------ Task material

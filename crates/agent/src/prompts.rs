//! Prompt text for every pipeline stage.
//!
//! Each system prompt opens with a role line that is unique to its stage;
//! tests use those lines to script replies per stage.

use quarry_core::storage::Row;

use crate::history::ValidationHistoryEntry;
use crate::llm::Prompt;
use crate::types::{CandidateQuery, Feedback, RoutingDecision, ValidationOutcome};

pub const DEPENDENCY_ROLE: &str = "You decide whether a chat message depends on earlier conversation.";
pub const LIGHT_REWRITE_ROLE: &str = "You polish standalone requests without changing their intent.";
pub const CONTEXT_EXTRACTION_ROLE: &str = "You extract the earlier context a follow-up message refers to.";
pub const CONTEXT_REWRITE_ROLE: &str = "You rewrite follow-up messages into standalone requests.";
pub const ROUTER_ROLE: &str = "You route requests for a customer campaign analysis assistant.";
pub const DIRECT_ANSWER_ROLE: &str = "You are the conversational side of a customer campaign analysis assistant.";
pub const GENERATOR_ROLE: &str = "You write read-only SQL for customer segmentation and campaign targeting.";
pub const VALIDATOR_ROLE: &str = "You judge whether a SQL query and its results answer a marketing request.";
pub const ANALYST_ROLE: &str = "You explain customer targeting results to a marketing team.";
pub const GATE_ROLE: &str = "You decide whether a request asks for marketing message content.";
pub const TEMPLATES_ROLE: &str = "You write personalized marketing message templates per channel.";

/// Marker a model returns when no earlier turn is relevant.
pub const NO_RELEVANT_CONTEXT: &str = "NO_RELEVANT_CONTEXT";

/// Schema description used when no schema file is configured.
pub const DEFAULT_SCHEMA: &str = r#"Table `customers` (one row per customer per data source):
- id (integer, primary key)
- source_customer_id (text): id in the originating system
- data_source (text): originating system, e.g. 'shopify', 'klaviyo'
- email (text), first_name (text), last_name (text), phone (text)
- total_value (numeric): lifetime spend
- engagement_score (numeric, 0-100)
- lifecycle_stage (text): 'new', 'active', 'at_risk', 'churned', 'vip'
- purchase_intent (text): 'low', 'medium', 'high'
- segment (text)
- last_interaction (timestamp), last_engagement_time (timestamp)
- created_at (timestamp), updated_at (timestamp)
- accepts_marketing (boolean)
- timezone (text), engagement_frequency (text), device_preference (text)
- tags (json array of text)
- preferred_channels (json array): any of 'email', 'sms', 'whatsapp', 'ads'
- social_platforms (json object): platform -> handle
- optimal_send_times, seasonal_activity, channel_performance, communication_limits, source_data (json)"#;

/// Columns every targeting query must return so results can be contacted.
pub const MANDATORY_COLUMNS: [&str; 4] = ["email", "data_source", "first_name", "last_name"];

const DEPENDENCY_EXAMPLES: &[(&str, bool, &str)] = &[
    ("Show me all customers from the last 30 days", false, "Complete request with its own time range"),
    ("What about them?", true, "'them' points at an earlier result"),
    ("Find high value customers in California", false, "Names its own filters"),
    ("Now only the ones who opened an email", true, "'the ones' narrows an earlier audience"),
    ("Send a promo to that customer", true, "'that customer' needs an antecedent"),
    ("How many customers accept marketing?", false, "Standalone count"),
    ("And for last month?", true, "Repeats an earlier request with a new period"),
    ("Write an SMS for VIP customers who churned", false, "Audience and channel are explicit"),
    ("Do the same for whatsapp", true, "'the same' refers to an earlier request"),
    ("Hi, what can you do?", false, "Greeting, no reference"),
    ("Exclude those with no phone number", true, "'those' refers to an earlier audience"),
    ("List customers with engagement score above 80", false, "Explicit filter"),
    ("What is his email?", true, "'his' needs an earlier customer"),
    ("Customers tagged 'holiday' who bought in December", false, "Explicit filters"),
];

pub fn dependency_analysis(message: &str) -> Prompt {
    let examples: String = DEPENDENCY_EXAMPLES
        .iter()
        .map(|(q, needs, why)| format!("Message: \"{q}\"\n{{\"needs_context\": {needs}, \"reasoning\": \"{why}\"}}\n"))
        .collect::<Vec<_>>()
        .join("\n");

    let system = format!(
        "{DEPENDENCY_ROLE}\n\
         A message needs context when it uses pronouns or references (them, that, those, \
         the same, his, her) or is a fragment that only makes sense after an earlier turn. \
         A message that names its own audience, filters and goal does not.\n\
         Always respond with valid JSON."
    );
    let user = format!(
        "Examples:\n\n{examples}\n\
         Now analyze this message:\n\"{message}\"\n\n\
         Respond with JSON only:\n\
         {{\"needs_context\": true|false, \"confidence\": 0.0-1.0, \"reasoning\": \"short explanation\"}}"
    );
    Prompt::new(system, user).with_temperature(0.1)
}

pub fn light_rewrite(message: &str) -> Prompt {
    let system = format!(
        "{LIGHT_REWRITE_ROLE}\n\
         Make the request slightly clearer for a customer database assistant. Keep its meaning, \
         filters and wording where possible. If it is already clear, return it unchanged. \
         Reply with the request text only."
    );
    Prompt::new(system, message.to_string()).with_temperature(0.1)
}

pub fn context_extraction(message: &str, numbered_history: &str) -> Prompt {
    let system = format!(
        "{CONTEXT_EXTRACTION_ROLE}\n\
         Return only the facts from earlier messages the new message needs (a customer, an \
         audience, a filter, a time range). Be brief. If nothing earlier is relevant, reply \
         exactly {NO_RELEVANT_CONTEXT}."
    );
    let user = format!(
        "Earlier user messages, numbered from most recent (highest number) to oldest ([1]):\n\
         {numbered_history}\n\n\
         NOTE: when several messages could match, prefer the higher number; it is more recent.\n\n\
         New message: \"{message}\"\n\nRelevant context:"
    );
    Prompt::new(system, user).with_temperature(0.1)
}

pub fn context_rewrite(context: &str, message: &str) -> Prompt {
    let system = format!(
        "{CONTEXT_REWRITE_ROLE}\n\
         Replace every reference in the new message with the concrete thing it refers to, using \
         the context. For example \"write an email for him\" after a message about \
         example@email.com becomes \"write an email for the customer example@email.com\". \
         Keep the user's intent. Reply with the rewritten request only."
    );
    let user = format!("Context:\n{context}\n\nNew message: \"{message}\"\n\nStandalone request:");
    Prompt::new(system, user).with_temperature(0.1)
}

pub fn routing(message: &str) -> Prompt {
    let system = format!(
        "{ROUTER_ROLE}\n\
         Requests that need customer data (finding, counting, segmenting or targeting customers, \
         or writing campaigns for a described audience) go to the SQL pipeline. Greetings, \
         questions about the assistant and general marketing advice get a direct answer.\n\
         Respond with JSON only."
    );
    let user = format!(
        "Request: \"{message}\"\n\n\
         {{\"should_use_sql_agent\": true|false, \"reasoning\": \"one sentence\", \
         \"confidence_score\": 0.0-1.0, \"query_type\": \"campaign\"|\"general\"|\"sql_direct\"}}"
    );
    Prompt::new(system, user).with_temperature(0.7).with_max_tokens(256)
}

pub fn direct_answer(message: &str) -> Prompt {
    let system = format!(
        "{DIRECT_ANSWER_ROLE}\n\
         Answer helpfully and briefly. You can find and segment customers, explain results and \
         draft email, SMS, WhatsApp and ad messages for an audience."
    );
    Prompt::new(system, message.to_string()).with_temperature(0.3)
}

/// Prior-iteration feedback, or an empty string when there is none.
pub fn feedback_section(feedback: &Feedback) -> String {
    if feedback.is_empty() {
        return String::new();
    }

    let mut out = String::from("**FEEDBACK FROM PREVIOUS ATTEMPT:**\n");
    if let Some(error) = &feedback.execution_error {
        out.push_str(&format!(
            "SQL EXECUTION ERROR (CRITICAL): {error}\n\
             This query failed to execute. You MUST fix this error in your new query.\n"
        ));
    }
    if let Some(rationale) = &feedback.low_confidence_rationale {
        out.push_str(&format!("Validation Issue: {rationale}\n"));
    }
    if !feedback.improvement_suggestions.is_empty() {
        out.push_str("Specific Improvements Needed:\n");
        for (i, suggestion) in feedback.improvement_suggestions.iter().enumerate() {
            out.push_str(&format!("{}. {suggestion}\n", i + 1));
        }
    }
    out.push_str("PLEASE ADDRESS ALL THESE ISSUES IN YOUR NEW QUERY GENERATION.\n");
    out
}

/// Recent validation results, or an empty string when there are none.
pub fn recent_results_section(entries: &[ValidationHistoryEntry]) -> String {
    if entries.is_empty() {
        return String::new();
    }

    let mut out = String::from("**RECENT VALIDATION RESULTS (Learn from these):**\n");
    for (i, entry) in entries.iter().enumerate() {
        let verdict = if entry.outcome.valid { "Valid" } else { "Invalid" };
        out.push_str(&format!(
            "{}. Query: {}\n   Result: {verdict} (confidence: {:.2})\n",
            i + 1,
            entry.statement,
            entry.outcome.confidence
        ));
        if let Some(error) = &entry.outcome.error {
            out.push_str(&format!("   Error: {error}\n"));
        }
        if let Some(issue) = &entry.outcome.low_confidence_rationale {
            out.push_str(&format!("   Issue: {issue}\n"));
        }
    }
    out
}

pub fn generation(
    schema: &str,
    message: &str,
    decision: &RoutingDecision,
    feedback: &Feedback,
    recent: &[ValidationHistoryEntry],
) -> Prompt {
    let system = format!(
        "{GENERATOR_ROLE}\n\n\
         Database schema:\n{schema}\n\n\
         Rules:\n\
         - Only SELECT (or WITH ... SELECT) statements. Never modify data.\n\
         - Always return these columns: {}.\n\
         - Prefer explicit column lists over SELECT *.\n\
         - Respond with JSON only:\n\
         {{\"sql_query\": \"...\", \"explanation\": \"...\", \"confidence_score\": 0.0-1.0, \
         \"tables_used\": [\"...\"]}}",
        MANDATORY_COLUMNS.join(", ")
    );

    let mut user = format!(
        "Request: \"{message}\"\nRequest type: {:?} ({})\n",
        decision.category, decision.rationale
    );
    let recent = recent_results_section(recent);
    if !recent.is_empty() {
        user.push('\n');
        user.push_str(&recent);
    }
    let feedback = feedback_section(feedback);
    if !feedback.is_empty() {
        user.push('\n');
        user.push_str(&feedback);
    }
    Prompt::new(system, user).with_temperature(0.7).with_max_tokens(5000)
}

fn rows_json(rows: &[Row]) -> String {
    serde_json::to_string_pretty(rows).unwrap_or_else(|_| "[]".to_string())
}

pub fn validation(schema: &str, intent: &str, candidate: &CandidateQuery, sample: &[Row], total_rows: usize) -> Prompt {
    let system = format!(
        "{VALIDATOR_ROLE}\n\n\
         Database schema:\n{schema}\n\n\
         Judge whether the query selects the audience the request describes and whether the \
         sample rows look right. Respond with JSON only:\n\
         {{\"is_valid\": true|false, \"confidence_score\": 0.0-1.0, \"validation_details\": \"...\", \
         \"error_message\": null, \"low_confidence_explanation\": \"why confidence is not higher, or null\", \
         \"improvement_suggestions\": [\"...\"]}}"
    );
    let user = format!(
        "Request: \"{intent}\"\n\nQuery:\n{}\n\nGenerator's explanation: {}\n\n\
         The query returned {total_rows} rows. Sample ({} rows):\n{}",
        candidate.statement,
        candidate.explanation,
        sample.len(),
        rows_json(sample)
    );
    Prompt::new(system, user).with_temperature(0.7).with_max_tokens(3000)
}

/// Business wording for a targeting confidence.
pub fn describe_confidence(confidence: f64) -> &'static str {
    match confidence {
        c if c >= 0.9 => "Excellent targeting accuracy",
        c if c >= 0.7 => "Good targeting accuracy",
        c if c >= 0.5 => "Moderate targeting accuracy",
        _ => "Low targeting accuracy - may need refinement",
    }
}

pub fn analyst_summary(intent: &str, candidate: &CandidateQuery, outcome: &ValidationOutcome, sample: &[Row]) -> Prompt {
    let system = format!(
        "{ANALYST_ROLE}\n\
         Write for marketers, not engineers: no SQL, no column names in backticks. Say who the \
         audience is, how large it is, what stands out, and one or two next steps."
    );
    let user = if outcome.rows.is_empty() {
        format!(
            "Request: \"{intent}\"\n\nNo customers matched. Targeting logic: {}\n\n\
             Explain briefly why the audience may be empty and suggest how to broaden it.",
            candidate.explanation
        )
    } else {
        format!(
            "Request: \"{intent}\"\n\nMatched customers: {}\nTargeting logic: {}\nQuality: {}\n\n\
             Sample records:\n{}",
            outcome.rows.len(),
            candidate.explanation,
            describe_confidence(outcome.confidence),
            rows_json(sample)
        )
    };
    Prompt::new(system, user).with_temperature(0.7)
}

pub fn personalization_gate(message: &str) -> Prompt {
    let system = format!(
        "{GATE_ROLE}\n\
         Say yes only when the user wants message copy written (emails, SMS, WhatsApp \
         messages, ads, campaign content). Finding or counting customers alone is a no.\n\
         Respond with JSON only."
    );
    let user = format!(
        "Request: \"{message}\"\n\n\
         {{\"needs_marketing_messages\": true|false, \"reasoning\": \"...\", \"confidence\": 0.0-1.0}}"
    );
    Prompt::new(system, user).with_temperature(0.3).with_max_tokens(500)
}

pub fn channel_templates(message: &str, columns: &[String], sample: &[Row]) -> Prompt {
    let placeholders: Vec<String> = columns.iter().map(|c| format!("{{{{{c}}}}}")).collect();
    let system = format!(
        "{TEMPLATES_ROLE}\n\
         Channels: email, sms, whatsapp, ads. Pick the channels the request asks for, or the \
         ones that fit the audience. Personalize with placeholders in double braces; only these \
         are available: {}.\n\
         Respond with a JSON array only:\n\
         [{{\"channel\": \"email\", \"subject\": \"...\", \"message\": \"...\"}}, \
         {{\"channel\": \"sms\", \"message\": \"...\"}}]\n\
         Email needs both subject and message; other channels need message only.",
        placeholders.join(", ")
    );
    let user = format!(
        "Request: \"{message}\"\n\nAudience sample:\n{}",
        rows_json(sample)
    );
    Prompt::new(system, user).with_temperature(0.8)
}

------------

→ **Your assignment**
Where the listing above has a line with "can be contacted.", start there, and output every line exactly through the line with "high value customers", which is also included.

→ **Solution**
/// Columns every targeting query must return so results can be contacted.
pub const MANDATORY_COLUMNS: [&str; 4] = ["email", "data_source", "first_name", "last_name"];

const DEPENDENCY_EXAMPLES: &[(&str, bool, &str)] = &[
    ("Show me all customers from the last 30 days", false, "Complete request with its own time range"),
    ("What about them?", true, "'them' points at an earlier result"),
    ("Find high value customers in California", false, "Names its own filters"),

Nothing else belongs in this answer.